* [Task details] Go line by line through the listing below and copy those that hold "SearchVolume".

__________

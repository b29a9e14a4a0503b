//! Sort engine with click-toggle semantics.
//!
//! String keys order by Korean dictionary ordering and default ascending;
//! numeric keys default descending on first selection. Sorting always
//! returns a new collection.

use std::cmp::Ordering;
use std::collections::HashMap;

use serde::Serialize;

use crate::aggregate::StoreSalesTotal;
use crate::snapshot::{KeywordBid, KeywordStats, PriceChangeItem, ReviewItem};

#[derive(Debug, Clone, Copy, PartialEq, Eq, Serialize)]
#[serde(rename_all = "lowercase")]
pub enum SortDirection {
    Asc,
    Desc,
}

impl SortDirection {
    pub fn toggled(self) -> Self {
        match self {
            SortDirection::Asc => SortDirection::Desc,
            SortDirection::Desc => SortDirection::Asc,
        }
    }

    pub fn parse(input: &str) -> Option<Self> {
        match input {
            "asc" => Some(SortDirection::Asc),
            "desc" => Some(SortDirection::Desc),
            _ => None,
        }
    }

    /// Query-parameter form, the inverse of [`SortDirection::parse`].
    pub fn as_str(self) -> &'static str {
        match self {
            SortDirection::Asc => "asc",
            SortDirection::Desc => "desc",
        }
    }

    fn apply(self, ordering: Ordering) -> Ordering {
        match self {
            SortDirection::Asc => ordering,
            SortDirection::Desc => ordering.reverse(),
        }
    }
}

/// A sortable column with a type-appropriate default direction.
pub trait SortKey: Copy + PartialEq {
    fn default_direction(self) -> SortDirection;
}

/// Active sort selection. Clicking the active key toggles direction;
/// clicking a new key resets to that key's default.
#[derive(Debug, Clone, Copy, PartialEq, Eq, Serialize)]
pub struct SortState<K: SortKey> {
    pub key: K,
    pub direction: SortDirection,
}

impl<K: SortKey> SortState<K> {
    pub fn new(key: K) -> Self {
        Self {
            key,
            direction: key.default_direction(),
        }
    }

    pub fn click(self, key: K) -> Self {
        if self.key == key {
            Self {
                key,
                direction: self.direction.toggled(),
            }
        } else {
            Self::new(key)
        }
    }
}

/// Korean dictionary comparison. Precomposed Hangul syllables are laid out
/// in dictionary order in Unicode, so comparing scalar values yields the
/// ordering the POS store names and keywords expect.
pub fn compare_korean(a: &str, b: &str) -> Ordering {
    a.chars().cmp(b.chars())
}

// ---------------------------------------------------------------------------
// Store table
// ---------------------------------------------------------------------------

#[derive(Debug, Clone, Copy, PartialEq, Eq, Serialize)]
#[serde(rename_all = "snake_case")]
pub enum StoreSortKey {
    Name,
    Hall,
    Delivery,
    DeliveryExternal,
    Total,
}

impl StoreSortKey {
    pub fn parse(input: &str) -> Option<Self> {
        match input {
            "name" => Some(StoreSortKey::Name),
            "hall" => Some(StoreSortKey::Hall),
            "delivery" => Some(StoreSortKey::Delivery),
            "delivery_external" => Some(StoreSortKey::DeliveryExternal),
            "total" => Some(StoreSortKey::Total),
            _ => None,
        }
    }

    /// Query-parameter form, the inverse of [`StoreSortKey::parse`].
    pub fn as_str(self) -> &'static str {
        match self {
            StoreSortKey::Name => "name",
            StoreSortKey::Hall => "hall",
            StoreSortKey::Delivery => "delivery",
            StoreSortKey::DeliveryExternal => "delivery_external",
            StoreSortKey::Total => "total",
        }
    }
}

impl SortKey for StoreSortKey {
    fn default_direction(self) -> SortDirection {
        match self {
            StoreSortKey::Name => SortDirection::Asc,
            _ => SortDirection::Desc,
        }
    }
}

pub fn sort_stores(
    stores: &[StoreSalesTotal],
    state: SortState<StoreSortKey>,
) -> Vec<StoreSalesTotal> {
    let mut sorted = stores.to_vec();
    sorted.sort_by(|a, b| {
        let ordering = match state.key {
            StoreSortKey::Name => compare_korean(&a.name, &b.name),
            StoreSortKey::Hall => a.hall.cmp(&b.hall),
            StoreSortKey::Delivery => a.delivery.cmp(&b.delivery),
            StoreSortKey::DeliveryExternal => a.delivery_external.cmp(&b.delivery_external),
            StoreSortKey::Total => a.total.cmp(&b.total),
        };
        state.direction.apply(ordering)
    });
    sorted
}

// ---------------------------------------------------------------------------
// Keyword table
// ---------------------------------------------------------------------------

#[derive(Debug, Clone, Copy, PartialEq, Eq)]
pub enum KeywordSortKey {
    Keyword,
    Campaign,
    Adgroup,
    BidAmt,
    SearchVolume,
    CompIdx,
}

impl KeywordSortKey {
    pub fn parse(input: &str) -> Option<Self> {
        match input {
            "keyword" => Some(KeywordSortKey::Keyword),
            "campaign" => Some(KeywordSortKey::Campaign),
            "adgroup" => Some(KeywordSortKey::Adgroup),
            "bid_amt" => Some(KeywordSortKey::BidAmt),
            "search_volume" => Some(KeywordSortKey::SearchVolume),
            "comp_idx" => Some(KeywordSortKey::CompIdx),
            _ => None,
        }
    }
}

impl SortKey for KeywordSortKey {
    fn default_direction(self) -> SortDirection {
        match self {
            KeywordSortKey::Keyword | KeywordSortKey::Campaign | KeywordSortKey::Adgroup => {
                SortDirection::Asc
            }
            _ => SortDirection::Desc,
        }
    }
}

pub fn sort_keywords(
    keywords: &[KeywordBid],
    stats: &HashMap<String, KeywordStats>,
    state: SortState<KeywordSortKey>,
) -> Vec<KeywordBid> {
    let volume = |kw: &KeywordBid| {
        stats
            .get(&kw.keyword)
            .map(KeywordStats::monthly_volume)
            .unwrap_or(0)
    };
    let comp_weight = |kw: &KeywordBid| {
        stats
            .get(&kw.keyword)
            .map(|entry| entry.comp_idx.weight())
            .unwrap_or(0)
    };

    let mut sorted = keywords.to_vec();
    sorted.sort_by(|a, b| {
        let ordering = match state.key {
            KeywordSortKey::Keyword => compare_korean(&a.keyword, &b.keyword),
            KeywordSortKey::Campaign => compare_korean(&a.campaign_name, &b.campaign_name),
            KeywordSortKey::Adgroup => compare_korean(&a.adgroup_name, &b.adgroup_name),
            KeywordSortKey::BidAmt => a.bid_amt.cmp(&b.bid_amt),
            KeywordSortKey::SearchVolume => volume(a).cmp(&volume(b)),
            KeywordSortKey::CompIdx => comp_weight(a).cmp(&comp_weight(b)),
        };
        state.direction.apply(ordering)
    });
    sorted
}

// ---------------------------------------------------------------------------
// Price cards
// ---------------------------------------------------------------------------

/// Price-card orderings. `ChangeDesc`/`ChangeAsc` rank by the magnitude of
/// the change percentage, so a −40% move outranks a +10% move under
/// `ChangeDesc`. `UpOnly`/`DownOnly` first drop records of the other sign,
/// then order by the signed percentage.
#[derive(Debug, Clone, Copy, PartialEq, Eq, Default)]
pub enum PriceSortMode {
    #[default]
    ChangeDesc,
    ChangeAsc,
    PriceDesc,
    NameAsc,
    UpOnly,
    DownOnly,
}

impl PriceSortMode {
    pub fn parse(input: &str) -> Option<Self> {
        match input {
            "change_desc" => Some(PriceSortMode::ChangeDesc),
            "change_asc" => Some(PriceSortMode::ChangeAsc),
            "price_desc" => Some(PriceSortMode::PriceDesc),
            "name_asc" => Some(PriceSortMode::NameAsc),
            "up_only" => Some(PriceSortMode::UpOnly),
            "down_only" => Some(PriceSortMode::DownOnly),
            _ => None,
        }
    }
}

pub fn sort_price_items(items: &[PriceChangeItem], mode: PriceSortMode) -> Vec<PriceChangeItem> {
    let mut sorted: Vec<PriceChangeItem> = match mode {
        PriceSortMode::UpOnly => items.iter().filter(|i| i.change > 0).cloned().collect(),
        PriceSortMode::DownOnly => items.iter().filter(|i| i.change < 0).cloned().collect(),
        _ => items.to_vec(),
    };

    match mode {
        PriceSortMode::ChangeDesc => {
            sorted.sort_by(|a, b| b.change_pct.abs().total_cmp(&a.change_pct.abs()));
        }
        PriceSortMode::ChangeAsc => {
            sorted.sort_by(|a, b| a.change_pct.abs().total_cmp(&b.change_pct.abs()));
        }
        PriceSortMode::PriceDesc => {
            sorted.sort_by(|a, b| b.last_price.cmp(&a.last_price));
        }
        PriceSortMode::NameAsc => {
            sorted.sort_by(|a, b| compare_korean(&a.name, &b.name));
        }
        PriceSortMode::UpOnly => {
            sorted.sort_by(|a, b| b.change_pct.total_cmp(&a.change_pct));
        }
        PriceSortMode::DownOnly => {
            sorted.sort_by(|a, b| a.change_pct.total_cmp(&b.change_pct));
        }
    }
    sorted
}

// ---------------------------------------------------------------------------
// Reviews
// ---------------------------------------------------------------------------

#[derive(Debug, Clone, Copy, PartialEq, Eq, Default)]
pub enum ReviewSortMode {
    #[default]
    Recent,
    Oldest,
}

impl ReviewSortMode {
    pub fn parse(input: &str) -> Option<Self> {
        match input {
            "recent" => Some(ReviewSortMode::Recent),
            "oldest" => Some(ReviewSortMode::Oldest),
            _ => None,
        }
    }
}

pub fn sort_reviews(reviews: &[ReviewItem], mode: ReviewSortMode) -> Vec<ReviewItem> {
    let mut sorted = reviews.to_vec();
    sorted.sort_by(|a, b| {
        let ordering = a.date().unwrap_or("").cmp(b.date().unwrap_or(""));
        match mode {
            ReviewSortMode::Recent => ordering.reverse(),
            ReviewSortMode::Oldest => ordering,
        }
    });
    sorted
}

__________

* [Solution to this task]
    SearchVolume,
            "search_volume" => Some(KeywordSortKey::SearchVolume),
            KeywordSortKey::SearchVolume => volume(a).cmp(&volume(b)),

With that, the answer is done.